Dalam dokumen rahasia tersebut, surat yang tertulis dibuat oleh Fuad Bawazier tertanggal 29 Januari 2001 itu mengusung tajuk Skenario Semut Merah (SEMER) yang ditujukan kepada Ketua DPR Akbar Tanjung.

Bacaan Lainnya

Fuad Bawazier yang juga merupakan tokoh sentral dari Korps Alumni Himpunan Mahasiswa Islam (KAHMI) tersebut memuat sedikitnya tujuh laporan garis besar dan sejumlah rekomendasi dari skenario penggulingan Gus Dur.

Pertama, bunyi tulisan yang diduga dibuat Fuad Bawazier itu, BEM Perguruan Tinggi Negeri(PTN) dan Perguruan Tinggi Swasta (PTS) seluruh Indonesia telah dirancang untuk berkoordinasi dengan kelompok kanan ormas Islam untuk mengepung Senayan untuk menekan DPR agar menerima kerja pansus yang menyatakan Gus Dur telah menyalahgunakan kekuasaan.

Kedua, masih dalam surat yang ditujukan untuk Akbar Tanjung tersebut, saat sidang paripurna digelar, mahasiswa akan bergabung dengan massa pemuda Partai Keadilan dan sejumlah ormas lainnya. Ketiga, Fuad Bawazier mengklaim telah memperoleh dukungan dari sejumlah orang yang mempengaruhi beberapa kantong massa PDIP untuk melakukan demonstrasi menyikat Gus Dur di sidang parlemen.

Keempat, melakukan aksi borong dolar di pasar vaulta asing untuk menjatuhkan nilai tukar rupiah. Kelima, kerja media massa yang bertugas menggiring opini. Dalam klaim tersebut, surat tersebut menyebut dua nama petinggi media massa saat itu.

Keenam, masih dalam surat tersebut, yakni penggiringan opini publik oleh para tokoh dan cendekiawan atas kegagalan pemerintahan Gus Dur lewat tulisan di media massa. Ketujuh, yakni klaim mengenai tugas yang diberikan kepada Din Syamsuddin untuk mengendalikan MUI lewat kasus Ajinomoto telah berhasil memaksa para ulama dan tokoh agama mencabut dukungannya kepada presiden.

Merespons tudingan dalam buku tersebut, Fuad Bawazier tegas membantah.

“Saya tidak pernah menulis surat kepada Akbar Tanjung.
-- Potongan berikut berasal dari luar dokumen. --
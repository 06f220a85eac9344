use std::sync::Arc;
use axum::{extract::{Json, Path, State}, http::StatusCode, routing::{get, post}, Router};
use serde_json::{Value, json};

use crate::{cqrs::{CommandHandler, GetOrderQuery, PlaceOrderCommand, QueryHandler}, dtos::ApiError, errors::PlacementError, events::MessageBroker, inventory::InventoryClient, metrics::WorkflowInstrumentation, repositories::OrderRepository, state::AppState};

pub async fn index() -> &'static str {
    "Hello, World!"
}

pub async fn place_order<T1, T2, T3, T4>(state: State<Arc<AppState<T1, T2, T3, T4>>>, Json(place_order_command): Json<PlaceOrderCommand>) -> (StatusCode, Json<Value>)
where
    T1: InventoryClient + 'static,
    T2: OrderRepository + 'static,
    T3: MessageBroker + 'static,
    T4: WorkflowInstrumentation + 'static,
{
    match state.place_order_command_handler.handle(&place_order_command).await {
        Ok(response) => (StatusCode::CREATED, Json(json!(response))),
        Err(e) => {
            let body = match &e {
                // the order exists even though the event did not go out, so
                // the identifier still has to reach the caller
                PlacementError::Publish { order_id, reason } => json!({
                    "orderId": order_id,
                    "warning": format!("order accepted but event delivery is delayed: {}", reason)
                }),
                _ => json!(ApiError{error: e.to_string()})
            };
            (e.status_code(), Json(body))
        }
    }
}

pub async fn get_order<T1, T2, T3, T4>(Path(id): Path<String>, State(state): State<Arc<AppState<T1, T2, T3, T4>>>) -> (StatusCode, Json<Value>)
where
    T1: InventoryClient + 'static,
    T2: OrderRepository + 'static,
    T3: MessageBroker + 'static,
    T4: WorkflowInstrumentation + 'static,
{
    let input = GetOrderQuery {
        id: id.to_string()
    };

    match state.get_order_query_handler.handle(&input).await {
        Ok(Some(response)) => (StatusCode::OK, Json(json!(response))),
        Ok(None) => (StatusCode::NOT_FOUND, Json(json!(ApiError{error: format!("Order with id {} did not exist", id)}))),
        Err(e) => (StatusCode::INTERNAL_SERVER_ERROR, Json(json!(ApiError{error: e.to_string()})))
    }
}

pub fn build_router<T1, T2, T3, T4>(state: Arc<AppState<T1, T2, T3, T4>>) -> Router
where
    T1: InventoryClient + 'static,
    T2: OrderRepository + 'static,
    T3: MessageBroker + 'static,
    T4: WorkflowInstrumentation + 'static,
{
    Router::new()
        .route("/", get(index))
        .route("/orders", post(place_order::<T1, T2, T3, T4>))
        .route("/orders/{id}", get(get_order::<T1, T2, T3, T4>))
        .with_state(state)
}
Dan tidak ada satu pun sumber yang menguatkan atau mengetahui surat seperti itu,” kata Fuad Bawazier kepada CNNIndonesia.com, akhir pekan kemarin.

Fuad menyebut buku tersebut tak lebih dari sebuah tulisan sampah yang tak layak dibaca. Menurutnya, sang penulis mesti belajar lagi lebih baik untuk mengolah dokumen sejarah.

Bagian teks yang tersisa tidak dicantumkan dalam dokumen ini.